En ce mois de jeûne, certains mangent, se goinfrent, d’abord avec des yeux d’effervescence, menés par le bout du nez, par la fragrance de la pitance, batifolant sur les finances. Quand, méconnaissant l’abstinence, la conscience en état de vacance, ils pensent avec la panse, balancent une part de bouffetance, Lui aime vaguer et divaguer, ramadhan ou pas, à longueur d’année, de journées. Sauf le dimanche, premier jour de la semaine algérienne.

Et lui c’est Mehdi. Mehdi la suspension. La géométrie. La divagation. L’étincelle de folie qui, de midi à midi, cherche désespérément un fusible, pour établir un courant entre ceux qui se court-circuitent entre eux. Lui, le gus à l’âge inconnu. L’ingénu aux idées biscornues. J’ai un siècle et des bourgeons enlaidis, dit Mehdi, ignorant l’année où il est né, même s’il a appris l’arithmétique. Mais il a horreur des calculs, ceux qui sont faux. Considérant qu’il meurt plusieurs fois, Mehdi peut clamser chaque jour, au moins une fois. Quand il lui arrive d’avoir un fruit, offrant la moitié à autrui, à un enfant de préférence, gardant l’autre moitié pour lui, et l’épluchure dans sa poche, il attend de croiser une poubelle, la dénicher.
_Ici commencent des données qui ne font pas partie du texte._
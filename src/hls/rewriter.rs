//! Indirection URL rewriting.
//!
//! Playlist lines that are indirection URLs are resolved in sequential
//! batches with a global concurrency limit, then substituted in place.
//! Anything that fails to resolve is left untouched.

use crate::{
    hls::playlist::PlaylistLine,
    metrics,
    resolve::{RequestExecutor, ResolutionResult, RetryConfig, resolve_with_retry},
};
use std::{
    collections::{HashMap, HashSet},
    sync::{Arc, Mutex},
    time::Duration,
};
use tokio::{
    sync::{Semaphore, mpsc::UnboundedSender},
    task::JoinSet,
};
use tokio_util::sync::CancellationToken;
use tracing::{debug, info, warn};

/// Host prefix of indirection URLs.
pub const DEFAULT_INDIRECTION_PREFIX: &str = "https://stream.googleapiscdn.com/";

/// Suffix of indirection URLs.
pub const DEFAULT_INDIRECTION_SUFFIX: &str = ".html";

/// Which trimmed lines count as indirection URLs
#[derive(Debug, Clone, PartialEq, Eq)]
pub struct IndirectionPattern {
    pub prefix: String,
    pub suffix: String,
}

impl Default for IndirectionPattern {
    fn default() -> Self {
        Self {
            prefix: DEFAULT_INDIRECTION_PREFIX.to_string(),
            suffix: DEFAULT_INDIRECTION_SUFFIX.to_string(),
        }
    }
}

impl IndirectionPattern {
    /// Case-sensitive match of the whole (already trimmed) line
    pub fn matches(&self, candidate: &str) -> bool {
        candidate.starts_with(&self.prefix) && candidate.ends_with(&self.suffix)
    }
}

/// Tuning for [`PlaylistRewriter::rewrite`]
#[derive(Debug, Clone)]
pub struct RewriteOptions {
    /// Maximum resolutions in flight across the whole playlist
    pub concurrency_limit: usize,
    pub batch_size: usize,
    pub request_timeout: Duration,
    /// Pause between consecutive batches
    pub batch_delay: Duration,
    pub retry: RetryConfig,
}

impl Default for RewriteOptions {
    fn default() -> Self {
        Self {
            concurrency_limit: 8,
            batch_size: 10,
            request_timeout: Duration::from_secs(15),
            batch_delay: Duration::from_millis(500),
            retry: RetryConfig::default(),
        }
    }
}

/// Progress snapshot emitted after every completed resolution
#[derive(Debug, Clone, Copy, Default, PartialEq, Eq)]
pub struct RewriteProgress {
    pub processed: usize,
    pub total: usize,
    pub succeeded: usize,
    pub failed: usize,
}

impl RewriteProgress {
    /// Fraction complete in [0.0, 1.0].
    pub fn fraction(&self) -> f64 {
        if self.total == 0 {
            return 1.0;
        }
        (self.processed as f64 / self.total as f64).min(1.0)
    }
}

/// Per-invocation state shared by resolution tasks
#[derive(Debug, Default)]
struct Tally {
    mapping: HashMap<String, String>,
    progress: RewriteProgress,
}

/// Rewrites indirection URLs in playlist text through a [`RequestExecutor`]
#[derive(Clone)]
pub struct PlaylistRewriter {
    executor: Arc<dyn RequestExecutor>,
    options: RewriteOptions,
    pattern: IndirectionPattern,
    progress: Option<UnboundedSender<RewriteProgress>>,
}

impl PlaylistRewriter {
    pub fn new(executor: Arc<dyn RequestExecutor>) -> Self {
        Self {
            executor,
            options: RewriteOptions::default(),
            pattern: IndirectionPattern::default(),
            progress: None,
        }
    }

    pub fn with_options(mut self, options: RewriteOptions) -> Self {
        self.options = options;
        self
    }

    pub fn with_pattern(mut self, pattern: IndirectionPattern) -> Self {
        self.pattern = pattern;
        self
    }

    /// Send a [`RewriteProgress`] after each completed resolution.
    pub fn with_progress(mut self, sender: UnboundedSender<RewriteProgress>) -> Self {
        self.progress = Some(sender);
        self
    }

    /// Distinct indirection URLs in first-seen order
    pub fn candidates(&self, playlist: &str) -> Vec<String> {
        let mut seen = HashSet::new();
        playlist
            .split('\n')
            .filter_map(|line| match PlaylistLine::classify(line) {
                PlaylistLine::Uri(uri) if self.pattern.matches(uri) => Some(uri),
                _ => None,
            })
            .filter(|uri| seen.insert(*uri))
            .map(str::to_string)
            .collect()
    }

    /// Resolve every indirection URL in `playlist` and substitute the results.
    ///
    /// Never fails: unresolved URLs keep their original line. When `cancel`
    /// fires, no further batches start, in-flight resolutions are abandoned
    /// and whatever was resolved so far is applied.
    pub async fn rewrite(&self, playlist: &str, cancel: &CancellationToken) -> String {
        let candidates = self.candidates(playlist);
        if candidates.is_empty() {
            info!("No indirection URLs found, playlist unchanged");
            return playlist.to_string();
        }

        let total = candidates.len();
        let batch_size = self.options.batch_size.max(1);
        let batch_count = total.div_ceil(batch_size);
        info!(
            "Resolving {} indirection URLs in {} batches (concurrency {})",
            total, batch_count, self.options.concurrency_limit
        );

        let limiter = Arc::new(Semaphore::new(self.options.concurrency_limit.max(1)));
        let tally = Arc::new(Mutex::new(Tally {
            mapping: HashMap::with_capacity(total),
            progress: RewriteProgress {
                total,
                ..Default::default()
            },
        }));

        for (index, batch) in candidates.chunks(batch_size).enumerate() {
            if cancel.is_cancelled() {
                warn!("Rewrite cancelled before batch {}/{}", index + 1, batch_count);
                break;
            }

            debug!("Processing batch {}/{} ({} URLs)", index + 1, batch_count, batch.len());
            self.run_batch(batch, &limiter, &tally, cancel).await;

            if index + 1 < batch_count {
                tokio::select! {
                    _ = cancel.cancelled() => {
                        warn!("Rewrite cancelled after batch {}/{}", index + 1, batch_count);
                        break;
                    }
                    _ = tokio::time::sleep(self.options.batch_delay) => {}
                }
            }
        }

        let (mapping, progress) = {
            let mut guard = tally.lock().unwrap_or_else(|p| p.into_inner());
            (std::mem::take(&mut guard.mapping), guard.progress)
        };

        info!(
            "Replaced {}/{} indirection URLs ({} failed)",
            mapping.len(),
            total,
            progress.failed
        );

        substitute(playlist, &mapping)
    }

    async fn run_batch(
        &self,
        batch: &[String],
        limiter: &Arc<Semaphore>,
        tally: &Arc<Mutex<Tally>>,
        cancel: &CancellationToken,
    ) {
        let mut tasks = JoinSet::new();

        for url in batch {
            let url = url.clone();
            let executor = Arc::clone(&self.executor);
            let limiter = Arc::clone(limiter);
            let tally = Arc::clone(tally);
            let cancel = cancel.clone();
            let progress_tx = self.progress.clone();
            let timeout = self.options.request_timeout;
            let retry = self.options.retry.clone();

            tasks.spawn(async move {
                let permit = tokio::select! {
                    _ = cancel.cancelled() => return,
                    permit = limiter.acquire_owned() => permit,
                };
                let Ok(_permit) = permit else {
                    return;
                };

                let result =
                    resolve_with_retry(executor.as_ref(), &url, timeout, &retry, &cancel).await;

                if cancel.is_cancelled() && !result.success() {
                    return;
                }

                let snapshot = record(&tally, result);
                if let Some(tx) = progress_tx {
                    let _ = tx.send(snapshot);
                }
            });
        }

        while let Some(joined) = tasks.join_next().await {
            if let Err(e) = joined {
                warn!("Resolution task failed: {}", e);
            }
        }
    }
}

/// Fold one result into the shared tally and return the new progress.
fn record(tally: &Mutex<Tally>, result: ResolutionResult) -> RewriteProgress {
    metrics::record_resolution(result.success());

    let mut guard = tally.lock().unwrap_or_else(|p| p.into_inner());
    guard.progress.processed += 1;
    match result.resolved {
        Some(resolved) => {
            guard.progress.succeeded += 1;
            guard.mapping.insert(result.source, resolved);
        }
        None => guard.progress.failed += 1,
    }

    let progress = guard.progress;
    debug!(
        "Progress: {}/{} ({:.1}%) | Success: {} | Errors: {}",
        progress.processed,
        progress.total,
        progress.fraction() * 100.0,
        progress.succeeded,
        progress.failed
    );
    progress
}

/// Replace every line whose trimmed value is a mapping key.
///
/// Lines are split on `\n`; a trailing `\r` stays with its line and is kept
/// after substitution so CRLF input stays CRLF.
pub fn substitute(playlist: &str, mapping: &HashMap<String, String>) -> String {
    if mapping.is_empty() {
        return playlist.to_string();
    }

    playlist
        .split('\n')
        .map(|line| match mapping.get(line.trim()) {
            Some(resolved) => {
                debug!("Replacing {} -> {}", line.trim(), resolved);
                if line.ends_with('\r') {
                    format!("{resolved}\r")
                } else {
                    resolved.clone()
                }
            }
            None => line.to_string(),
        })
        .collect::<Vec<_>>()
        .join("\n")
}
Quand il vague, Mehdi divague. Les six jours de la semaine : lundi, mercredi, samedi, vendredi, jeudi et mardi. Sauf le dimanche. Cherchant un sculpteur, pour dessiner des sourires dans les cœurs, Mehdi dit que les pierres disent ou pleurent, tout comme l’herbe ou les fleurs. Comme la terre ou le sol peuvent gémir. C’est pour cela qu’il marche sur la pointe des pieds, sans souliers. Pas même une sandale légère, été comme hiver. Pour cela, quand Mehdi s’assoit sur la prairie, il n’arrache pas l’herbe, ne s’affaisse pas de tout son poids sur le sol qui sourit. Il aurait aimé être suspendu dans les airs, pour ne pas faire pleurer l’herbe, gémir la terre. Mehdi la suspension.

Marchant souvent à reculons, pour ne pas voir devant, il ne regarde pas non plus vers l’arrière ; baissant les yeux vers le sol, ou mieux, fixant le soleil ou les étoiles. Sinon, il se cache le visage avec ses bras, quand il a mal aux yeux, ou est pris de tournis. Il arrive très souvent à Mehdi d’avoir des insomnies, car on pense qu’il pense à l’ infini. Et quand il arrive à dormir, il se réveille en sursaut, ayant rêvé qu’il tombe ou qu’il ne marche plus à reculons. Ensuite il est aux anges, ce n’était qu’un rêve ou un cauchemar ; puisque dans le réel, il marche à reculons. Et en biais. Donc enjoué, car il a du temps pour roupiller. Et au réveil, il écoute souvent des musiques joyeuses, puisqu’on pense qu’il n’est jamais triste. Mais quand il écoute des airs tristes, on dit de Mehdi qu’il est encore plus joyeux.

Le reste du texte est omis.